Between April and October 2020, 3,500 fewer patients than expected were diagnosed with bowel cancer in England. Since the disease is more likely to be curable if it’s detected at an early stage, these results suggest that many patients may die unnecessarily, researchers said.
Compared with an average month in 2019, the monthly number of referrals by GPs to hospital clinics for investigation of possible bowel cancer reduced by 63% during April 2020 – from 36,274 to 13,440.
During the same period, the number of colonoscopies performed fell by 92% – from 46,441 to 3,484, the monthly number of people with confirmed bowel cancer referred for treatment fell by 22%, and the number of operations performed fell by 31%.

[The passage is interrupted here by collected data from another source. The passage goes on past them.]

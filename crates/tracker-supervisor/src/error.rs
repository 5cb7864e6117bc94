//! Error types for the supervisor.

use thiserror::Error;
use tracker_rpc::RpcError;

#[derive(Debug, Error)]
pub enum SupervisorError {
    /// Failed to spawn the tracker process.
    #[error("{0}")]
    Spawn(#[source] std::io::Error),

    /// The spawned process has no stdout pipe.
    #[error("Failed to get stdout from tracker process")]
    NoStdout,

    /// No interpreter configured; names the setting to fill in.
    #[error("Interpreter not set, configure `{0}`")]
    MissingInterpreter(String),

    /// Configuration is incomplete for the selected integration.
    #[error("Configuration error: {0}")]
    Config(String),

    /// Request to the tracker server failed.
    #[error(transparent)]
    Rpc(#[from] RpcError),

    /// The tracker server answered with an unexpected payload.
    #[error("Invalid tracker response: {0}")]
    InvalidResponse(#[from] serde_json::Error),

    #[error("Unknown command: {0}")]
    UnknownCommand(String),
}

pub type SupervisorResult<T> = Result<T, SupervisorError>;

Lead author Professor Eva Morris from the Nuffield Department of Population Health at the University of Oxford, said the results reflect “serious disruption” in the normal identification and treatment of patients with bowel cancer.

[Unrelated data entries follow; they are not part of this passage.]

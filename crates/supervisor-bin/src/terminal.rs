//! Terminal stand-ins for the editor: notices on stdout, prompts on stdin.

use async_trait::async_trait;
use parking_lot::Mutex;
use std::io::Write;
use std::path::Path;
use std::sync::Arc;
use tokio::io::{AsyncBufReadExt, BufReader};
use tokio::sync::mpsc;
use tracing::{debug, warn};
use tracker_supervisor::{EditorHost, StatusBarItem};

/// Lines read from stdin, shared by the command loop and the prompts.
pub struct InputLines {
    rx: tokio::sync::Mutex<mpsc::Receiver<String>>,
}

impl InputLines {
    /// Start reading stdin in the background.
    pub fn stdin() -> Arc<Self> {
        let (tx, rx) = mpsc::channel(16);
        tokio::spawn(async move {
            let mut lines = BufReader::new(tokio::io::stdin()).lines();
            loop {
                match lines.next_line().await {
                    Ok(Some(line)) => {
                        if tx.send(line).await.is_err() {
                            break;
                        }
                    }
                    Ok(None) => break,
                    Err(e) => {
                        warn!(error = %e, "Failed to read stdin");
                        break;
                    }
                }
            }
            debug!("stdin closed");
        });
        Arc::new(Self {
            rx: tokio::sync::Mutex::new(rx),
        })
    }

    /// Next trimmed line; `None` once stdin is closed.
    pub async fn next_line(&self) -> Option<String> {
        let line = self.rx.lock().await.recv().await?;
        Some(line.trim().to_string())
    }
}

pub struct TerminalHost {
    input: Arc<InputLines>,
}

impl TerminalHost {
    pub fn new(input: Arc<InputLines>) -> Self {
        Self { input }
    }
}

fn prompt(text: &str) {
    print!("{}", text);
    let _ = std::io::stdout().flush();
}

/// Match an answer against the offered choices, by 1-based index or by
/// case-insensitive name.
fn parse_choice(answer: &str, choices: &[&str]) -> Option<String> {
    if let Ok(index) = answer.parse::<usize>() {
        return index
            .checked_sub(1)
            .and_then(|i| choices.get(i))
            .map(|c| c.to_string());
    }
    choices
        .iter()
        .find(|c| c.eq_ignore_ascii_case(answer))
        .map(|c| c.to_string())
}

fn opener() -> &'static str {
    if cfg!(target_os = "macos") {
        "open"
    } else {
        "xdg-open"
    }
}

#[async_trait]
impl EditorHost for TerminalHost {
    fn show_information(&self, message: &str) {
        println!("{}", message);
    }

    fn show_error(&self, message: &str) {
        eprintln!("error: {}", message);
    }

    async fn show_choice(&self, message: &str, choices: &[&str]) -> Option<String> {
        let options: Vec<String> = choices
            .iter()
            .enumerate()
            .map(|(i, c)| format!("[{}] {}", i + 1, c))
            .collect();
        prompt(&format!("{} {}: ", message, options.join(" ")));
        let answer = self.input.next_line().await?;
        parse_choice(&answer, choices)
    }

    async fn show_input(&self, prompt_text: &str, placeholder: &str) -> Option<String> {
        prompt(&format!("{} ({}): ", prompt_text, placeholder));
        self.input.next_line().await.filter(|l| !l.is_empty())
    }

    async fn open_file(&self, path: &Path) {
        println!("Opening {}", path.display());
        match tokio::process::Command::new(opener()).arg(path).spawn() {
            Ok(mut child) => {
                if let Err(e) = child.wait().await {
                    warn!(error = %e, path = %path.display(), "File opener failed");
                }
            }
            Err(e) => warn!(error = %e, path = %path.display(), "Could not open file"),
        }
    }
}

/// Prints the status text whenever it changes.
#[derive(Default)]
pub struct TerminalStatusBar {
    text: Mutex<String>,
}

impl TerminalStatusBar {
    pub fn new() -> Self {
        Self::default()
    }
}

impl StatusBarItem for TerminalStatusBar {
    fn set_text(&self, text: &str) {
        let mut current = self.text.lock();
        if *current != text {
            *current = text.to_string();
            println!("[{}]", text);
        }
    }

    fn set_command(&self, command: Option<&str>) {
        debug!(command = ?command, "Status command");
    }

    fn set_tooltip(&self, tooltip: &str) {
        debug!(tooltip, "Status tooltip");
    }
}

“Early diagnosis is key to obtaining the best survival for bowel cancer so these delays in diagnosis are likely to have severe consequences on survival rates from the disease,” she said.

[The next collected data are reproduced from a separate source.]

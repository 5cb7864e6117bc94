//! Global task registrar.
//!
//! Adds or removes a persisted background task, labelled
//! [`GLOBAL_TASK_LABEL`], that runs `codecarbon monitor` whenever a folder is
//! opened, independently of the supervisor's own lifetime.

mod error;
mod registrar;
mod store;
mod task;

pub use error::{TaskError, TaskResult};
pub use registrar::{GlobalTaskRegistrar, TaskOutcome};
pub use store::{JsonTaskStore, MemoryTaskStore, TaskStore};
pub use task::{TaskDefinition, GLOBAL_TASK_LABEL};
//! In-memory request channel for tests.

use crate::{RequestChannel, RpcResult};
use async_trait::async_trait;
use parking_lot::Mutex;
use std::collections::VecDeque;
use tracker_protocol::Method;

/// Replays queued results in order and records every request.
///
/// Once the queue is empty each request yields `Value::Null`.
#[derive(Default)]
pub struct ScriptedChannel {
    replies: Mutex<VecDeque<RpcResult<serde_json::Value>>>,
    calls: Mutex<Vec<(Method, serde_json::Value)>>,
}

impl ScriptedChannel {
    pub fn new() -> Self {
        Self::default()
    }

    /// Queue a successful result.
    pub fn push_result(&self, result: serde_json::Value) {
        self.replies.lock().push_back(Ok(result));
    }

    /// Queue a failure.
    pub fn push_error(&self, error: crate::RpcError) {
        self.replies.lock().push_back(Err(error));
    }

    /// Requests seen so far.
    pub fn calls(&self) -> Vec<(Method, serde_json::Value)> {
        self.calls.lock().clone()
    }

    pub fn methods(&self) -> Vec<Method> {
        self.calls.lock().iter().map(|(m, _)| *m).collect()
    }
}

#[async_trait]
impl RequestChannel for ScriptedChannel {
    async fn send_request(
        &self,
        method: Method,
        params: serde_json::Value,
    ) -> RpcResult<serde_json::Value> {
        self.calls.lock().push((method, params));
        self.replies
            .lock()
            .pop_front()
            .unwrap_or(Ok(serde_json::Value::Null))
    }
}

#[cfg(test)]
mod tests {
    use super::*;
    use crate::RpcError;

    #[tokio::test]
    async fn test_replays_in_order_and_records() {
        let channel = ScriptedChannel::new();
        channel.push_result(serde_json::json!({ "ok": true }));
        channel.push_error(RpcError::ConnectionClosed);

        let first = channel
            .send_request(Method::StartTracker, serde_json::json!({}))
            .await
            .unwrap();
        assert_eq!(first["ok"], true);

        let second = channel
            .send_request(Method::StopTracker, serde_json::json!({}))
            .await;
        assert!(matches!(second, Err(RpcError::ConnectionClosed)));

        let third = channel
            .send_request(Method::StopTracker, serde_json::json!({}))
            .await
            .unwrap();
        assert!(third.is_null());

        assert_eq!(
            channel.methods(),
            vec![Method::StartTracker, Method::StopTracker, Method::StopTracker]
        );
    }
}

Keith Dawber experienced a change to his bowel habits in March 2020, but his GP surgery was closed and he had to wait until June to speak to his doctor over the telephone. “My symptoms started at a really bad time as I couldn’t speak to my GP straightaway and as the months went by, I was seeing more blood in my stool,” he said.
When he did finally speak to his GP he was referred for further testing and, in August 2020, was diagnosed with stage 3 bowel cancer. He had surgery followed by chemotherapy, which ended on Christmas Eve, and he’s now waiting for a scan to see if he needs further treatment.
Professor Sir Mike Richards, a trustee of Cancer Research UK, believes the drop in hospital referrals may be linked to people’s fear of catching the virus in healthcare settings as well as the government’s call to “stay at home” and “protect the NHS”.
Bowel cancer screening was temporarily paused during the first lockdown. The first lockdown had a short-term impact on the numbers of people being treated, the study showed.
While the NHS managed to rapidly adapt services to deliver care safely, said researchers, treatment rates had only just returned to normal by October 2020. Given the current pressure on the NHS as a result of the second wave of Covid-19 cases, it’s likely diagnostic and treatment rates may have fallen again.
Chris Cunningham, a colorectal surgeon, said: “Unfortunately, this new surge in Covid-19 cases is now hitting surgical capacity again and so we need urgent action to balance resources between treating Covid-19 and cancer to ensure the number of avoidable deaths is kept at a minimum.”
Despite the country being in a third lockdown, those who do spot a change that could signal bowel cancer are urged to seek help as soon as possible.
“We need to get this message out there,” said Brian Nicholson, a GP involved in the University of Oxford study. “If people have symptoms like altered bowel habit or blood in their poo that may suggest bowel cancer, they must talk to their GPs as soon as possible, as early diagnosis saves lives.
What are the symptoms of bowel cancer?
More than 90% of people with bowel cancer have one of the following combinations of symptoms, according to the NHS.
a persistent change in bowel habit – pooing more often, with looser, runnier poos and sometimes tummy (abdominal) pain
blood in the poo without other symptoms of piles
abdominal pain, discomfort or bloating always brought on by eating – sometimes resulting in a reduction in the amount of food eaten and weight loss
There are also some cases where bowel cancer might cause a blockage in your bowel, stopping waste from passing through. Symptoms of a bowel obstruction, which is a medical emergency and requires a trip to A&E, can include: intermittent, and occasionally severe, abdominal pain brought on by eating; unintentional weight loss with persistent abdominal pain; constant swelling of the tummy or being sick, both with constant abdominal swelling.
Dr Lisa Wilde, director of research and external affairs at Bowel Cancer UK, tells HuffPost UK: “Every year in the UK over 42,000 people are diagnosed with bowel cancer, making it the fourth most common cancer. Raising awareness of symptoms of the disease is vital, as it’s treatable and curable, especially if diagnosed early.
“We urge everyone to familiarise themselves with the symptoms and contact their GP as soon as possible if they have bleeding from their bottom and/or blood in their poo, a persistent and unexplained change in bowel habit, unexplained weight loss, extreme tiredness for no obvious reason, and a pain or lump in their tummy, to help ensure the best possible outcome.”